• Provided records:
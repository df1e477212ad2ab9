//! Activation email templates.
//!
//! Templates use `{name}` placeholders:
//! - `{site}`: the site identifier (subject and body)
//! - `{activation_key}`: the issued token (body)
//! - `{expiration_days}`: the activation window in days (body)

use serde::{Deserialize, Serialize};

const DEFAULT_SUBJECT: &str = "Activate your account at {site}";

const DEFAULT_BODY: &str = "\
Someone, hopefully you, signed up for a new account at {site} using this
email address. If it was you, and you'd like to activate and use your
account, use the activation key below within {expiration_days} days.

{activation_key}

If it wasn't you, you don't need to do anything; the account will be
removed automatically once the key expires.
";

/// Subject and body templates for the activation email.
#[derive(Debug, Clone, PartialEq, Eq, Serialize, Deserialize)]
#[serde(default, deny_unknown_fields)]
pub struct ActivationTemplates {
    pub subject: String,
    pub body: String,
}

impl Default for ActivationTemplates {
    fn default() -> Self {
        Self {
            subject: DEFAULT_SUBJECT.to_string(),
            body: DEFAULT_BODY.to_string(),
        }
    }
}

/// Values substituted into the templates.
#[derive(Debug, Clone, Copy)]
pub struct ActivationContext<'a> {
    pub site: &'a str,
    pub activation_key: &'a str,
    pub expiration_days: u32,
}

impl ActivationTemplates {
    /// Renders the subject, joining any line breaks into a single line.
    #[must_use]
    pub fn render_subject(&self, ctx: &ActivationContext<'_>) -> String {
        substitute(&self.subject, ctx).lines().collect()
    }

    /// Renders the body.
    #[must_use]
    pub fn render_body(&self, ctx: &ActivationContext<'_>) -> String {
        substitute(&self.body, ctx)
    }
}

/// Expands placeholders in one left-to-right pass. Substituted values are
/// never rescanned, and unknown `{...}` sequences are copied through.
fn substitute(template: &str, ctx: &ActivationContext<'_>) -> String {
    let days = ctx.expiration_days.to_string();
    let mut out = String::with_capacity(template.len());
    let mut rest = template;
    while let Some(open) = rest.find('{') {
        out.push_str(&rest[..open]);
        let tail = &rest[open..];
        let value = tail.find('}').and_then(|close| match &tail[1..close] {
            "site" => Some((ctx.site, close)),
            "activation_key" => Some((ctx.activation_key, close)),
            "expiration_days" => Some((days.as_str(), close)),
            _ => None,
        });
        match value {
            Some((value, close)) => {
                out.push_str(value);
                rest = &tail[close + 1..];
            }
            None => {
                out.push('{');
                rest = &tail[1..];
            }
        }
    }
    out.push_str(rest);
    out
}

#[cfg(test)]
mod tests {
    use super::*;

    fn ctx() -> ActivationContext<'static> {
        ActivationContext {
            site: "example.com",
            activation_key: "0123456789abcdef0123456789abcdef01234567",
            expiration_days: 7,
        }
    }

    #[test]
    fn default_body_carries_all_values() {
        let body = ActivationTemplates::default().render_body(&ctx());
        assert!(body.contains("example.com"));
        assert!(body.contains("0123456789abcdef0123456789abcdef01234567"));
        assert!(body.contains("within 7 days"));
    }

    #[test]
    fn subject_is_joined_to_one_line() {
        let templates = ActivationTemplates {
            subject: "Welcome\nto {site}\r\n".into(),
            body: String::new(),
        };
        assert_eq!(templates.render_subject(&ctx()), "Welcometo example.com");
    }

    #[test]
    fn substituted_values_are_not_expanded_again() {
        let templates = ActivationTemplates {
            subject: String::new(),
            body: "{site} / {expiration_days}".into(),
        };
        let ctx = ActivationContext {
            site: "{activation_key}{expiration_days}",
            ..ctx()
        };
        assert_eq!(
            templates.render_body(&ctx),
            "{activation_key}{expiration_days} / 7"
        );
    }

    #[test]
    fn stray_braces_are_copied_through() {
        let templates = ActivationTemplates {
            subject: "{ {{site}} }".into(),
            body: String::new(),
        };
        assert_eq!(templates.render_subject(&ctx()), "{ {example.com} }");
    }

    #[test]
    fn unknown_placeholders_are_left_alone() {
        let templates = ActivationTemplates {
            subject: "{nope} {site}".into(),
            body: String::new(),
        };
        assert_eq!(templates.render_subject(&ctx()), "{nope} example.com");
    }
}
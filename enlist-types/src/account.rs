//! Accounts and activation records.

use crate::{AccountId, ActivationToken};
use chrono::{DateTime, Utc};
use serde::{Deserialize, Serialize};

/// A user account as held by the identity store.
#[derive(Debug, Clone, PartialEq, Eq, Serialize, Deserialize)]
pub struct Account {
    /// Account identifier.
    pub id: AccountId,
    /// Login name, unique case-insensitively.
    pub username: String,
    /// Contact address the activation email is sent to.
    pub email: String,
    /// Stored password credential. Opaque to the registration workflow.
    #[serde(skip_serializing, default)]
    pub password: String,
    /// Whether the account may sign in.
    pub is_active: bool,
    /// Creation time; doubles as the token issue time.
    pub date_joined: DateTime<Utc>,
}

impl Account {
    /// Returns true if the stored credential can never match a password.
    #[must_use]
    pub fn has_unusable_password(&self) -> bool {
        self.password.is_empty()
    }
}

/// Input for creating an account. The store decides how `password` is kept.
#[derive(Debug, Clone)]
pub struct NewAccount {
    pub username: String,
    pub email: String,
    pub password: String,
    pub date_joined: DateTime<Utc>,
}

/// The activation record paired with its account.
#[derive(Debug, Clone, PartialEq, Eq, Serialize, Deserialize)]
pub struct ActivationRecord {
    pub account: Account,
    pub token: ActivationToken,
}

impl ActivationRecord {
    /// Issue time of the token.
    #[must_use]
    pub fn issued_at(&self) -> DateTime<Utc> {
        self.account.date_joined
    }
}
//! Outbound email transports.
//!
//! The workflow only needs to hand a rendered message to something that
//! delivers it. Delivery itself (SMTP, an HTTP relay) is the host's job;
//! the transports here cover logging, a file spool and tests.

use crate::error::MailError;
use serde::{Deserialize, Serialize};
use std::fs;
use std::path::{Path, PathBuf};
use std::sync::Mutex;
use tracing::info;

/// A rendered plain-text email.
#[derive(Debug, Clone, PartialEq, Eq, Serialize, Deserialize)]
pub struct Email {
    pub from: String,
    pub to: String,
    /// Always a single line.
    pub subject: String,
    pub body: String,
}

impl Email {
    /// Formats the message as RFC 5322 text.
    #[must_use]
    pub fn to_rfc5322(&self) -> String {
        format!(
            "From: {}\r\nTo: {}\r\nSubject: {}\r\nContent-Type: text/plain; charset=utf-8\r\n\r\n{}",
            self.from,
            self.to,
            self.subject,
            self.body.replace('\n', "\r\n"),
        )
    }
}

/// Hands messages to a delivery mechanism.
pub trait Mailer: Send + Sync {
    fn send(&self, email: &Email) -> Result<(), MailError>;
}

/// Logs messages instead of delivering them.
#[derive(Debug, Default, Clone, Copy)]
pub struct LogMailer;

impl Mailer for LogMailer {
    fn send(&self, email: &Email) -> Result<(), MailError> {
        info!(to = %email.to, subject = %email.subject, "email not delivered (log transport)");
        Ok(())
    }
}

/// Writes each message as an `.eml` file into a spool directory.
#[derive(Debug, Clone)]
pub struct SpoolMailer {
    dir: PathBuf,
}

impl SpoolMailer {
    /// Creates a spool in `dir`, creating the directory if needed.
    pub fn new(dir: impl Into<PathBuf>) -> Result<Self, MailError> {
        let dir = dir.into();
        fs::create_dir_all(&dir)?;
        Ok(Self { dir })
    }

    /// Returns the spool directory.
    #[must_use]
    pub fn dir(&self) -> &Path {
        &self.dir
    }
}

impl Mailer for SpoolMailer {
    fn send(&self, email: &Email) -> Result<(), MailError> {
        let path = self.dir.join(format!("{}.eml", uuid::Uuid::now_v7()));
        fs::write(&path, email.to_rfc5322())?;
        info!(to = %email.to, path = %path.display(), "email spooled");
        Ok(())
    }
}

/// Keeps sent messages in memory.
#[derive(Debug, Default)]
pub struct MemoryMailer {
    sent: Mutex<Vec<Email>>,
}

impl MemoryMailer {
    #[must_use]
    pub fn new() -> Self {
        Self::default()
    }

    /// Returns every message sent so far.
    #[must_use]
    pub fn sent(&self) -> Vec<Email> {
        self.sent.lock().unwrap_or_else(|e| e.into_inner()).clone()
    }
}

impl Mailer for MemoryMailer {
    fn send(&self, email: &Email) -> Result<(), MailError> {
        self.sent
            .lock()
            .map_err(|_| MailError::Rejected("mailbox lock poisoned".into()))?
            .push(email.clone());
        Ok(())
    }
}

• Problem details: Go over the data above and copy every line that has the word "example" in it.

• Task output:
            site: "example.com",
        assert!(body.contains("example.com"));
        assert_eq!(templates.render_subject(&ctx()), "Welcometo example.com");
        assert_eq!(templates.render_subject(&ctx()), "{ {example.com} }");
        assert_eq!(templates.render_subject(&ctx()), "{nope} example.com");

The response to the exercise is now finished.